* [EXERCISE DETAILS]:
For every line in the data below that contains "Engine", copy the line.

* [LISTED RECORDS]:
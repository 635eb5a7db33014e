//! Common error handling utilities for Tibb Engine
//!
//! This module provides the shared error taxonomy used across all Tibb Engine
//! crates, together with stable error codes for transport adapters. Every
//! subsystem keeps its own `thiserror` enum and lowers into [`TibbError`] at
//! the crate boundary, so callers see one surface regardless of which
//! component failed.

pub mod codes;
pub mod types;

pub use types::*;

* [TASK SOLUTION]:
//! Common error handling utilities for Tibb Engine
//! This module provides the shared error taxonomy used across all Tibb Engine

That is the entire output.